Top of Data supplied
//! 积分服务
//!
//! 用户提交订单号后，由后台轮询器与第三方积分计算系统对账，
//! 计算完成的积分写入只追加的积分流水，余额始终由流水折叠得到。
//!
//! ## 核心功能
//!
//! - **订单提交**：Luhn 校验，订单号全局唯一，同一用户重复提交幂等
//! - **积分对账**：周期性查询非终态订单，判定整体原子落库，每个订单至多入账一次
//! - **余额查询**：当前余额与累计提现
//! - **积分提现**：余额检查与扣减在同一临界区内完成，并发提现不会透支
//!
//! ## 模块结构
//!
//! - `models`: 领域模型定义
//! - `error`: 错误类型定义
//! - `luhn`: 订单号校验
//! - `repository`: 数据库仓储层（PostgreSQL 与内存实现）
//! - `service`: 业务服务层
//! - `accrual`: 积分系统客户端与对账轮询器

pub mod accrual;
pub mod error;
pub mod luhn;
pub mod models;
pub mod repository;
pub mod service;

pub use accrual::{
    AccrualClient, AccrualError, AccrualHttpClient, AccrualPoller, CycleReport, PollerConfig,
};
pub use error::{LoyaltyError, Result};
pub use models::*;
pub use repository::{
    LedgerRepository, LedgerRepositoryTrait, MemoryStore, OrderRepository, OrderRepositoryTrait,
};
pub use service::{BalanceService, OrderService, WithdrawalService};
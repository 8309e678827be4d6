//! 提现与余额集成测试

mod common;

use std::sync::Arc;

use common::seed_credit;
use loyalty::{
    Balance, BalanceService, LedgerEntry, LedgerRepositoryTrait, LoyaltyError, MemoryStore,
    WithdrawalService,
};

const WITHDRAW_ORDER: &str = "2377225624";

#[tokio::test(flavor = "multi_thread", worker_threads = 4)]
async fn test_concurrent_withdrawals_never_overdraw() {
    let store = MemoryStore::new();
    seed_credit(&store, "alice", "79927398713", 1_000).await;

    let service = Arc::new(WithdrawalService::new(Arc::new(store.clone())));
    let mut handles = Vec::new();
    for _ in 0..20 {
        let service = Arc::clone(&service);
        handles.push(tokio::spawn(async move {
            service.withdraw("alice", WITHDRAW_ORDER, 100).await
        }));
    }

    let mut recorded = 0;
    let mut rejected = 0;
    for handle in handles {
        match handle.await.unwrap() {
            Ok(_) => recorded += 1,
            Err(LoyaltyError::InsufficientFunds { requested, .. }) => {
                assert_eq!(requested, 100);
                rejected += 1;
            }
            Err(e) => panic!("unexpected error: {e}"),
        }
    }

    assert_eq!(recorded, 10);
    assert_eq!(rejected, 10);

    let balance = BalanceService::new(Arc::new(store.clone()))
        .balance("alice")
        .await
        .unwrap();
    assert_eq!(balance.current, 0);
    assert_eq!(balance.withdrawn, 1_000);
}

#[tokio::test(flavor = "multi_thread", worker_threads = 4)]
async fn test_concurrent_uneven_withdrawals_keep_balance_non_negative() {
    let store = MemoryStore::new();
    seed_credit(&store, "alice", "79927398713", 1_000).await;

    let service = Arc::new(WithdrawalService::new(Arc::new(store.clone())));
    let amounts = [300, 450, 250, 700, 120, 90, 600, 10];
    let mut handles = Vec::new();
    for amount in amounts {
        let service = Arc::clone(&service);
        handles.push(tokio::spawn(async move {
            service.withdraw("alice", WITHDRAW_ORDER, amount).await
        }));
    }

    let mut withdrawn = 0;
    for handle in handles {
        if let Ok(entry) = handle.await.unwrap() {
            withdrawn -= entry.amount;
        }
    }

    let balance = BalanceService::new(Arc::new(store.clone()))
        .balance("alice")
        .await
        .unwrap();
    assert!(balance.current >= 0);
    assert_eq!(balance.withdrawn, withdrawn);
    assert_eq!(balance.current, 1_000 - withdrawn);
}

#[tokio::test]
async fn test_withdrawals_are_per_user() {
    let store = MemoryStore::new();
    seed_credit(&store, "alice", "79927398713", 500).await;
    seed_credit(&store, "bob", "4561261212345467", 50).await;

    let service = WithdrawalService::new(Arc::new(store.clone()));

    let err = service
        .withdraw("bob", WITHDRAW_ORDER, 100)
        .await
        .unwrap_err();
    assert!(matches!(
        err,
        LoyaltyError::InsufficientFunds {
            requested: 100,
            available: 50
        }
    ));

    service.withdraw("alice", WITHDRAW_ORDER, 100).await.unwrap();

    let balances = BalanceService::new(Arc::new(store.clone()));
    assert_eq!(balances.balance("alice").await.unwrap().current, 400);
    assert_eq!(balances.balance("bob").await.unwrap().current, 50);
}

#[tokio::test]
async fn test_withdrawal_cannot_use_another_users_order() {
    let store = MemoryStore::new();
    seed_credit(&store, "bob", "79927398713", 50).await;
    seed_credit(&store, "alice", "4561261212345467", 500).await;
    let service = WithdrawalService::new(Arc::new(store.clone()));

    let err = service
        .withdraw("alice", "79927398713", 100)
        .await
        .unwrap_err();
    assert!(matches!(
        err,
        LoyaltyError::OrderOwnedByOther { ref number } if number == "79927398713"
    ));

    // 该订单下的流水只属于订单所有者
    let entries = store.entries_for_order("79927398713");
    assert_eq!(entries.len(), 1);
    assert!(entries.iter().all(|e| e.owner == "bob"));

    let balances = BalanceService::new(Arc::new(store.clone()));
    assert_eq!(balances.balance("alice").await.unwrap().current, 500);
    assert_eq!(balances.balance("bob").await.unwrap().current, 50);
}

#[tokio::test]
async fn test_rejected_withdrawal_writes_nothing() {
    let store = MemoryStore::new();
    seed_credit(&store, "alice", "79927398713", 100).await;
    let service = WithdrawalService::new(Arc::new(store.clone()));

    assert!(service.withdraw("alice", "2377225625", 10).await.is_err());
    assert!(service.withdraw("alice", WITHDRAW_ORDER, 0).await.is_err());
    assert!(service.withdraw("alice", WITHDRAW_ORDER, 101).await.is_err());

    assert_eq!(store.ledger().len(), 1);
}

#[tokio::test]
async fn test_withdrawal_history_in_order() {
    let store = MemoryStore::new();
    seed_credit(&store, "alice", "79927398713", 1_000).await;
    let service = WithdrawalService::new(Arc::new(store.clone()));

    service.withdraw("alice", "2377225624", 100).await.unwrap();
    service.withdraw("alice", "79927398713", 200).await.unwrap();

    let history = BalanceService::new(Arc::new(store.clone()))
        .withdrawals("alice")
        .await
        .unwrap();
    let summary: Vec<(&str, i64)> = history
        .iter()
        .map(|e| (e.order_number.as_str(), e.amount))
        .collect();
    assert_eq!(summary, vec![("2377225624", -100), ("79927398713", -200)]);
}

#[tokio::test]
async fn test_balance_equals_ledger_sum_in_any_order() {
    let store = MemoryStore::new();
    seed_credit(&store, "alice", "79927398713", 1_200).await;
    store.append("79927398713", 300).await.unwrap();
    let service = WithdrawalService::new(Arc::new(store.clone()));
    service.withdraw("alice", WITHDRAW_ORDER, 450).await.unwrap();
    service.withdraw("alice", WITHDRAW_ORDER, 50).await.unwrap();

    let mut entries: Vec<LedgerEntry> = store.entries_for_user("alice").await.unwrap();
    let expected = Balance::from_entries(&entries);
    assert_eq!(expected.current, entries.iter().map(|e| e.amount).sum::<i64>());
    assert_eq!(expected.current, 1_000);
    assert_eq!(expected.withdrawn, 500);

    entries.reverse();
    assert_eq!(Balance::from_entries(&entries), expected);
    entries.rotate_left(1);
    assert_eq!(Balance::from_entries(&entries), expected);
}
Bottom of Data supplied
▸ Problem to work on:
Please copy out every entry word for word.

▸ Answer area:
//! 积分服务
//!
//! 用户提交订单号后，由后台轮询器与第三方积分计算系统对账，
//! 计算完成的积分写入只追加的积分流水，余额始终由流水折叠得到。
//!
//! ## 核心功能
//!
//! - **订单提交**：Luhn 校验，订单号全局唯一，同一用户重复提交幂等
//! - **积分对账**：周期性查询非终态订单，判定整体原子落库，每个订单至多入账一次
//! - **余额查询**：当前余额与累计提现
//! - **积分提现**：余额检查与扣减在同一临界区内完成，并发提现不会透支
//!
//! ## 模块结构
//!
//! - `models`: 领域模型定义
//! - `error`: 错误类型定义
//! - `luhn`: 订单号校验
//! - `repository`: 数据库仓储层（PostgreSQL 与内存实现）
//! - `service`: 业务服务层
//! - `accrual`: 积分系统客户端与对账轮询器

pub mod accrual;
pub mod error;
pub mod luhn;
pub mod models;
pub mod repository;
pub mod service;

pub use accrual::{
    AccrualClient, AccrualError, AccrualHttpClient, AccrualPoller, CycleReport, PollerConfig,
};
pub use error::{LoyaltyError, Result};
pub use models::*;
pub use repository::{
    LedgerRepository, LedgerRepositoryTrait, MemoryStore, OrderRepository, OrderRepositoryTrait,
};
pub use service::{BalanceService, OrderService, WithdrawalService};
repository 8309e678827be4d6
//! 提现与余额集成测试

mod common;

use std::sync::Arc;

use common::seed_credit;
use loyalty::{
    Balance, BalanceService, LedgerEntry, LedgerRepositoryTrait, LoyaltyError, MemoryStore,
    WithdrawalService,
};

const WITHDRAW_ORDER: &str = "2377225624";

#[tokio::test(flavor = "multi_thread", worker_threads = 4)]
async fn test_concurrent_withdrawals_never_overdraw() {
    let store = MemoryStore::new();
    seed_credit(&store, "alice", "79927398713", 1_000).await;

    let service = Arc::new(WithdrawalService::new(Arc::new(store.clone())));
    let mut handles = Vec::new();
    for _ in 0..20 {
        let service = Arc::clone(&service);
        handles.push(tokio::spawn(async move {
            service.withdraw("alice", WITHDRAW_ORDER, 100).await
        }));
    }

    let mut recorded = 0;
    let mut rejected = 0;
    for handle in handles {
        match handle.await.unwrap() {
            Ok(_) => recorded += 1,
            Err(LoyaltyError::InsufficientFunds { requested, .. }) => {
                assert_eq!(requested, 100);
                rejected += 1;
            }
            Err(e) => panic!("unexpected error: {e}"),
        }
    }

    assert_eq!(recorded, 10);
    assert_eq!(rejected, 10);

    let balance = BalanceService::new(Arc::new(store.clone()))
        .balance("alice")
        .await
        .unwrap();
    assert_eq!(balance.current, 0);
    assert_eq!(balance.withdrawn, 1_000);
}

#[tokio::test(flavor = "multi_thread", worker_threads = 4)]
async fn test_concurrent_uneven_withdrawals_keep_balance_non_negative() {
    let store = MemoryStore::new();
    seed_credit(&store, "alice", "79927398713", 1_000).await;

    let service = Arc::new(WithdrawalService::new(Arc::new(store.clone())));
    let amounts = [300, 450, 250, 700, 120, 90, 600, 10];
    let mut handles = Vec::new();
    for amount in amounts {
        let service = Arc::clone(&service);
        handles.push(tokio::spawn(async move {
            service.withdraw("alice", WITHDRAW_ORDER, amount).await
        }));
    }

    let mut withdrawn = 0;
    for handle in handles {
        if let Ok(entry) = handle.await.unwrap() {
            withdrawn -= entry.amount;
        }
    }

    let balance = BalanceService::new(Arc::new(store.clone()))
        .balance("alice")
        .await
        .unwrap();
    assert!(balance.current >= 0);
    assert_eq!(balance.withdrawn, withdrawn);
    assert_eq!(balance.current, 1_000 - withdrawn);
}

#[tokio::test]
async fn test_withdrawals_are_per_user() {
    let store = MemoryStore::new();
    seed_credit(&store, "alice", "79927398713", 500).await;
    seed_credit(&store, "bob", "4561261212345467", 50).await;

    let service = WithdrawalService::new(Arc::new(store.clone()));

    let err = service
        .withdraw("bob", WITHDRAW_ORDER, 100)
        .await
        .unwrap_err();
    assert!(matches!(
        err,
        LoyaltyError::InsufficientFunds {
            requested: 100,
            available: 50
        }
    ));

    service.withdraw("alice", WITHDRAW_ORDER, 100).await.unwrap();

    let balances = BalanceService::new(Arc::new(store.clone()));
    assert_eq!(balances.balance("alice").await.unwrap().current, 400);
    assert_eq!(balances.balance("bob").await.unwrap().current, 50);
}

#[tokio::test]
async fn test_withdrawal_cannot_use_another_users_order() {
    let store = MemoryStore::new();
    seed_credit(&store, "bob", "79927398713", 50).await;
    seed_credit(&store, "alice", "4561261212345467", 500).await;
    let service = WithdrawalService::new(Arc::new(store.clone()));

    let err = service
        .withdraw("alice", "79927398713", 100)
        .await
        .unwrap_err();
    assert!(matches!(
        err,
        LoyaltyError::OrderOwnedByOther { ref number } if number == "79927398713"
    ));

    // 该订单下的流水只属于订单所有者
    let entries = store.entries_for_order("79927398713");
    assert_eq!(entries.len(), 1);
    assert!(entries.iter().all(|e| e.owner == "bob"));

    let balances = BalanceService::new(Arc::new(store.clone()));
    assert_eq!(balances.balance("alice").await.unwrap().current, 500);
    assert_eq!(balances.balance("bob").await.unwrap().current, 50);
}

#[tokio::test]
async fn test_rejected_withdrawal_writes_nothing() {
    let store = MemoryStore::new();
    seed_credit(&store, "alice", "79927398713", 100).await;
    let service = WithdrawalService::new(Arc::new(store.clone()));

    assert!(service.withdraw("alice", "2377225625", 10).await.is_err());
    assert!(service.withdraw("alice", WITHDRAW_ORDER, 0).await.is_err());
    assert!(service.withdraw("alice", WITHDRAW_ORDER, 101).await.is_err());

    assert_eq!(store.ledger().len(), 1);
}

#[tokio::test]
async fn test_withdrawal_history_in_order() {
    let store = MemoryStore::new();
    seed_credit(&store, "alice", "79927398713", 1_000).await;
    let service = WithdrawalService::new(Arc::new(store.clone()));

    service.withdraw("alice", "2377225624", 100).await.unwrap();
    service.withdraw("alice", "79927398713", 200).await.unwrap();

    let history = BalanceService::new(Arc::new(store.clone()))
        .withdrawals("alice")
        .await
        .unwrap();
    let summary: Vec<(&str, i64)> = history
        .iter()
        .map(|e| (e.order_number.as_str(), e.amount))
        .collect();
    assert_eq!(summary, vec![("2377225624", -100), ("79927398713", -200)]);
}

#[tokio::test]
async fn test_balance_equals_ledger_sum_in_any_order() {
    let store = MemoryStore::new();
    seed_credit(&store, "alice", "79927398713", 1_200).await;
    store.append("79927398713", 300).await.unwrap();
    let service = WithdrawalService::new(Arc::new(store.clone()));
    service.withdraw("alice", WITHDRAW_ORDER, 450).await.unwrap();
    service.withdraw("alice", WITHDRAW_ORDER, 50).await.unwrap();

    let mut entries: Vec<LedgerEntry> = store.entries_for_user("alice").await.unwrap();
    let expected = Balance::from_entries(&entries);
    assert_eq!(expected.current, entries.iter().map(|e| e.amount).sum::<i64>());
    assert_eq!(expected.current, 1_000);
    assert_eq!(expected.withdrawn, 500);

    entries.reverse();
    assert_eq!(Balance::from_entries(&entries), expected);
    entries.rotate_left(1);
    assert_eq!(Balance::from_entries(&entries), expected);
}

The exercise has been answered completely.